## TASK REQUIREMENTS
Copy exactly the line that contains "a connection string" plus all remaining lines of the data, and leave out every line before it.

(Collected data)
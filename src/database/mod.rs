use crate::config::DatabaseConfig;
use crate::utils::AppError;
use mongodb::bson::doc;
use mongodb::options::ClientOptions;
use mongodb::{Client, Collection, Database};

pub const USERS: &str = "users";
pub const ARTICLES: &str = "articles";
pub const STUDENTS: &str = "students";

/// Shared connection to the catalog database. Acquired once before the first
/// operation and released with [`MongoDB::close`] after the last one.
#[derive(Clone)]
pub struct MongoDB {
    client: Client,
    db: Database,
}

impl MongoDB {
    pub async fn connect(config: &DatabaseConfig) -> Result<Self, AppError> {
        let mut client_options = ClientOptions::parse(config.url.as_str())
            .await
            .map_err(|e| AppError::ConnectionError(format!("invalid connection string: {}", e)))?;

        client_options.app_name = Some(env!("CARGO_PKG_NAME").to_string());
        client_options.max_pool_size = Some(config.max_pool_size);
        client_options.connect_timeout = Some(config.connect_timeout);
        client_options.server_selection_timeout = Some(config.connect_timeout);

        let client = Client::with_options(client_options)
            .map_err(|e| AppError::ConnectionError(e.to_string()))?;

        let db = client.database(&config.name);

        // Fail fast: nothing runs against an unreachable server
        db.run_command(doc! { "ping": 1 })
            .await
            .map_err(|e| AppError::ConnectionError(format!("ping failed: {}", e)))?;

        log::info!("✅ Connected to MongoDB database: {}", config.name);

        Ok(Self { client, db })
    }

    pub fn collection<T: Send + Sync>(&self, name: &str) -> Collection<T> {
        self.db.collection(name)
    }

    pub fn database(&self) -> &Database {
        &self.db
    }

    /// Waits for in-flight operations and closes every pooled connection.
    pub async fn close(self) {
        self.client.shutdown().await;
        log::info!("🔌 MongoDB connection closed");
    }
}

#[cfg(test)]
pub mod testing {
    use super::*;
    use std::time::Duration;

    /// Connects to a throwaway database on `MONGODB_TEST_URI`.
    pub async fn test_database() -> MongoDB {
        let _ = env_logger::builder().is_test(true).try_init();
        dotenv::dotenv().ok();

        let url = std::env::var("MONGODB_TEST_URI")
            .unwrap_or_else(|_| "mongodb://localhost:27017".to_string());
        let config = DatabaseConfig {
            url,
            name: format!("catalog_test_{}", uuid::Uuid::new_v4().simple()),
            max_pool_size: 2,
            connect_timeout: Duration::from_secs(3),
        };

        MongoDB::connect(&config).await.expect("MongoDB must be reachable")
    }

    pub async fn drop_test_database(db: MongoDB) {
        db.database().drop().await.expect("drop test database");
        db.close().await;
    }
}
// ==================== USERS ====================
// Tasks 1-7 plus the concurrent overview helper. Filters and update
// documents are built by small functions so they can be checked offline.

use crate::{
    database::{MongoDB, USERS},
    models::User,
    utils::AppError,
};
use futures::stream::TryStreamExt;
use mongodb::bson::{doc, Bson, Document};
use mongodb::options::ReturnDocument;
use serde::Serialize;

use super::UpdateCounts;

const YOUNGEST_LIMIT: i64 = 5;
const SUPPORT_DEPARTMENT: &str = "Support";

// ==================== QUERY DOCUMENTS ====================

pub fn youngest_projection() -> Document {
    doc! {
        "_id": 0,
        "firstName": 1,
        "lastName": 1,
        "age": 1,
    }
}

/// Age in [25, 30) or tagged Engineering, and no `skills` yet so existing
/// skill lists survive.
pub fn skilled_users_filter() -> Document {
    doc! {
        "$or": [
            { "age": { "$gte": 25, "$lt": 30 } },
            { "tags": "Engineering" },
        ],
        "skills": { "$exists": false },
    }
}

pub fn seed_skills_projection() -> Document {
    doc! { "skills": 1 }
}

pub fn seed_skills_update() -> Document {
    doc! { "$addToSet": { "skills": { "$each": ["js", "git"] } } }
}

/// Email starting with "john" (any case) living in CA
pub fn replaceable_user_filter() -> Document {
    doc! {
        "email": { "$regex": "^john", "$options": "i" },
        "address.state": "CA",
    }
}

pub fn replacement_user() -> User {
    User {
        first_name: Some("Jason".to_string()),
        last_name: Some("Wood".to_string()),
        tags: Some(vec!["a".to_string(), "b".to_string(), "c".to_string()]),
        department: Some(SUPPORT_DEPARTMENT.to_string()),
        ..Default::default()
    }
}

pub fn jason_wood_filter() -> Document {
    doc! { "firstName": "Jason", "lastName": "Wood" }
}

pub fn support_filter() -> Document {
    doc! { "department": SUPPORT_DEPARTMENT }
}

// ==================== TASKS ====================

/// Task 1: five youngest users, ascending by age. Users are schemaless, so
/// the rows come back as raw documents.
pub async fn youngest_users(db: &MongoDB) -> Result<Vec<Document>, AppError> {
    let users = db.collection::<Document>(USERS);

    let cursor = users
        .find(doc! {})
        .projection(youngest_projection())
        .sort(doc! { "age": 1 })
        .limit(YOUNGEST_LIMIT)
        .await?;

    Ok(cursor.try_collect().await?)
}

/// Task 2: give matching users an empty `skills` list
pub async fn tag_skilled_users(db: &MongoDB) -> Result<UpdateCounts, AppError> {
    let users = db.collection::<Document>(USERS);

    let result = users
        .update_many(skilled_users_filter(), doc! { "$set": { "skills": [] } })
        .await?;

    Ok(UpdateCounts::from(&result))
}

/// Task 3: add "js" and "git" to the first user that has `skills`, returning
/// `_id` and `skills` as they are after the update. The write is already
/// applied when the reply arrives, so the reply is kept as a raw document.
pub async fn seed_skills(db: &MongoDB) -> Result<Option<Document>, AppError> {
    let users = db.collection::<Document>(USERS);

    let updated = users
        .find_one_and_update(doc! { "skills": { "$exists": true } }, seed_skills_update())
        .projection(seed_skills_projection())
        .return_document(ReturnDocument::After)
        .await?;

    if updated.is_none() {
        log::warn!("⚠️  task3: no user has a skills field yet");
    }

    Ok(updated)
}

/// String entries of a document's `skills` array
pub fn skills_of(user: &Document) -> Vec<&str> {
    user.get_array("skills")
        .map(|skills| skills.iter().filter_map(Bson::as_str).collect())
        .unwrap_or_default()
}

/// Task 4: replace the first matching user wholesale (only `_id` survives)
pub async fn replace_matched_user(db: &MongoDB) -> Result<UpdateCounts, AppError> {
    let users = db.collection::<User>(USERS);

    let result = users
        .replace_one(replaceable_user_filter(), replacement_user())
        .await?;

    if result.matched_count == 0 {
        log::warn!("⚠️  task4: no user with a john* email in CA");
    }

    Ok(UpdateCounts::from(&result))
}

/// Task 5: pull tag "c" from Jason Wood
pub async fn remove_tag(db: &MongoDB) -> Result<UpdateCounts, AppError> {
    update_jason_wood(db, doc! { "$pull": { "tags": "c" } }, "task5").await
}

/// Task 6: add tag "b" to Jason Wood unless already present
pub async fn add_tag(db: &MongoDB) -> Result<UpdateCounts, AppError> {
    update_jason_wood(db, doc! { "$addToSet": { "tags": "b" } }, "task6").await
}

async fn update_jason_wood(
    db: &MongoDB,
    update: Document,
    task_id: &str,
) -> Result<UpdateCounts, AppError> {
    let users = db.collection::<Document>(USERS);

    let result = users.update_one(jason_wood_filter(), update).await?;

    if result.matched_count == 0 {
        log::warn!("⚠️  {}: Jason Wood not found", task_id);
    }

    Ok(UpdateCounts::from(&result))
}

/// Task 7: delete every Support user
pub async fn delete_support_users(db: &MongoDB) -> Result<u64, AppError> {
    let users = db.collection::<Document>(USERS);

    let result = users.delete_many(support_filter()).await?;
    log::info!("🗑️  task7: deletedCount = {}", result.deleted_count);

    Ok(result.deleted_count)
}

// ==================== OVERVIEW ====================

/// Full user documents, unknown fields included
#[derive(Debug, Serialize)]
pub struct UsersOverview {
    pub all_users: Vec<Document>,
    pub first_user: Option<Document>,
}

/// Reads all users and the first user concurrently. Not part of the numbered
/// sequence.
pub async fn users_overview(db: &MongoDB) -> Result<UsersOverview, AppError> {
    let users = db.collection::<Document>(USERS);

    let all = async {
        let cursor = users.find(doc! {}).await?;
        cursor.try_collect::<Vec<Document>>().await
    };
    let first = async { users.find_one(doc! {}).await };

    let (all_users, first_user) = futures::try_join!(all, first)?;

    Ok(UsersOverview {
        all_users,
        first_user,
    })
}
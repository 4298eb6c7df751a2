// ==================== STUDENTS STATISTICS ====================
// Read-only aggregations over `students` (tasks 10-12).

use crate::{
    database::{MongoDB, STUDENTS},
    models::{HomeworkAverage, Student, StudentTypeAverages, WorstHomework, HOMEWORK},
    pipeline::{field, Accumulator, Pipeline, SortOrder},
    utils::AppError,
};
use futures::stream::TryStreamExt;
use mongodb::bson::{doc, Bson};
use serde::de::DeserializeOwned;

/// Lowest homework score across every student. Each student's entries are
/// sorted first so `$first` picks that student's worst; the global sort and
/// limit then keep the single lowest one.
pub fn worst_homework_pipeline() -> Pipeline {
    Pipeline::new()
        .unwind("scores")
        .filter(doc! { "scores.type": HOMEWORK })
        .sort(&[("scores.score", SortOrder::Ascending)])
        .group(
            field("_id"),
            vec![
                ("name", Accumulator::First(field("name").into())),
                ("worst_homework_score", Accumulator::First(field("scores.score").into())),
            ],
        )
        .sort(&[("worst_homework_score", SortOrder::Ascending)])
        .limit(1)
}

pub fn homework_average_pipeline() -> Pipeline {
    Pipeline::new()
        .unwind("scores")
        .filter(doc! { "scores.type": HOMEWORK })
        .group(
            Bson::Null,
            vec![
                ("totalHomeworkScores", Accumulator::Sum(field("scores.score").into())),
                ("count", Accumulator::Count),
            ],
        )
        .project(doc! {
            "_id": 0,
            "avg_score": { "$divide": ["$totalHomeworkScores", "$count"] },
        })
}

/// Per student, the average of each score type. Each `scores` list is pushed
/// in descending order; students are sorted by their best average (a
/// descending sort on an array field uses its largest element).
pub fn type_averages_pipeline() -> Pipeline {
    Pipeline::new()
        .unwind("scores")
        .group(
            doc! { "studentId": field("_id"), "scoreType": field("scores.type") },
            vec![("avg_score", Accumulator::Avg(field("scores.score").into()))],
        )
        .sort(&[("avg_score", SortOrder::Descending)])
        .group(
            field("_id.studentId"),
            vec![(
                "scores",
                Accumulator::Push(
                    doc! { "type": field("_id.scoreType"), "avg_score": field("avg_score") }.into(),
                ),
            )],
        )
        .project(doc! { "_id": 0, "studentId": field("_id"), "scores": 1 })
        .sort(&[("scores.avg_score", SortOrder::Descending)])
}

async fn aggregate<T>(db: &MongoDB, pipeline: Pipeline) -> Result<Vec<T>, AppError>
where
    T: DeserializeOwned + Send + Sync + Unpin,
{
    let students = db.collection::<Student>(STUDENTS);
    log::debug!("   aggregating students through {} stages", pipeline.stages().len());

    let cursor = students
        .aggregate(pipeline.to_documents())
        .with_type::<T>()
        .await?;

    Ok(cursor.try_collect().await?)
}

/// Task 10
pub async fn worst_homework(db: &MongoDB) -> Result<Option<WorstHomework>, AppError> {
    let results = aggregate::<WorstHomework>(db, worst_homework_pipeline()).await?;
    Ok(results.into_iter().next())
}

/// Task 11. `None` when no student has a homework entry.
pub async fn homework_average(db: &MongoDB) -> Result<Option<HomeworkAverage>, AppError> {
    let results = aggregate::<HomeworkAverage>(db, homework_average_pipeline()).await?;
    Ok(results.into_iter().next())
}

/// Task 12
pub async fn type_averages(db: &MongoDB) -> Result<Vec<StudentTypeAverages>, AppError> {
    aggregate(db, type_averages_pipeline()).await
}
// ==================== CONFIGURATION ====================
// Runtime settings are read from the environment (after `.env` is loaded
// by main). Only DATABASE_URL is mandatory.

use crate::utils::AppError;
use std::env;
use std::str::FromStr;
use std::time::Duration;

const DEFAULT_DATABASE_NAME: &str = "catalog";
const DEFAULT_MAX_POOL_SIZE: u32 = 10;
const DEFAULT_CONNECT_TIMEOUT_SECS: u64 = 5;

#[derive(Debug, Clone)]
pub struct DatabaseConfig {
    pub url: String,
    pub name: String,
    pub max_pool_size: u32,
    pub connect_timeout: Duration,
}

#[derive(Debug, Clone)]
pub struct AppConfig {
    pub database: DatabaseConfig,
    /// Insert sample users/students into empty collections before the run
    pub seed_sample_data: bool,
    /// Run the concurrent users overview before the catalog
    pub run_users_overview: bool,
}

impl AppConfig {
    pub fn from_env() -> Result<Self, AppError> {
        Self::from_lookup(|key| env::var(key).ok())
    }

    /// Builds the configuration from any key lookup (the process environment in
    /// production, a map in tests).
    pub fn from_lookup<F>(lookup: F) -> Result<Self, AppError>
    where
        F: Fn(&str) -> Option<String>,
    {
        let url = lookup("DATABASE_URL")
            .filter(|v| !v.trim().is_empty())
            .ok_or_else(|| AppError::ConfigError("DATABASE_URL must be set".to_string()))?;

        let name = lookup("DATABASE_NAME")
            .filter(|v| !v.trim().is_empty())
            .or_else(|| database_name_from_url(&url))
            .unwrap_or_else(|| DEFAULT_DATABASE_NAME.to_string());

        let max_pool_size = parse_var(&lookup, "MONGO_MAX_POOL_SIZE", DEFAULT_MAX_POOL_SIZE)?;
        let connect_timeout_secs =
            parse_var(&lookup, "MONGO_CONNECT_TIMEOUT_SECS", DEFAULT_CONNECT_TIMEOUT_SECS)?;

        Ok(Self {
            database: DatabaseConfig {
                url,
                name,
                max_pool_size,
                connect_timeout: Duration::from_secs(connect_timeout_secs),
            },
            seed_sample_data: parse_var(&lookup, "SEED_SAMPLE_DATA", false)?,
            run_users_overview: parse_var(&lookup, "RUN_USERS_OVERVIEW", false)?,
        })
    }
}

fn parse_var<F, T>(lookup: &F, key: &str, default: T) -> Result<T, AppError>
where
    F: Fn(&str) -> Option<String>,
    T: FromStr,
    T::Err: std::fmt::Display,
{
    match lookup(key) {
        Some(raw) if !raw.trim().is_empty() => raw
            .trim()
            .to_lowercase()
            .parse::<T>()
            .map_err(|e| AppError::ConfigError(format!("{} has invalid value '{}': {}", key, raw, e))),
        _ => Ok(default),
    }
}

/// Extracts the database segment of a connection string
/// (`mongodb://host:27017/mydb?retryWrites=true` -> `mydb`).
fn database_name_from_url(url: &str) -> Option<String> {
    let without_scheme = url.split_once("://").map(|(_, rest)| rest).unwrap_or(url);
    let (_, path) = without_scheme.split_once('/')?;
    let name = path.split('?').next().unwrap_or("");

    if name.is_empty() {
        None
    } else {
        Some(name.to_string())
    }
}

## RESULT OF THE TASK
/// Extracts the database segment of a connection string
/// (`mongodb://host:27017/mydb?retryWrites=true` -> `mydb`).
fn database_name_from_url(url: &str) -> Option<String> {
    let without_scheme = url.split_once("://").map(|(_, rest)| rest).unwrap_or(url);
    let (_, path) = without_scheme.split_once('/')?;
    let name = path.split('?').next().unwrap_or("");

    if name.is_empty() {
        None
    } else {
        Some(name.to_string())
    }
}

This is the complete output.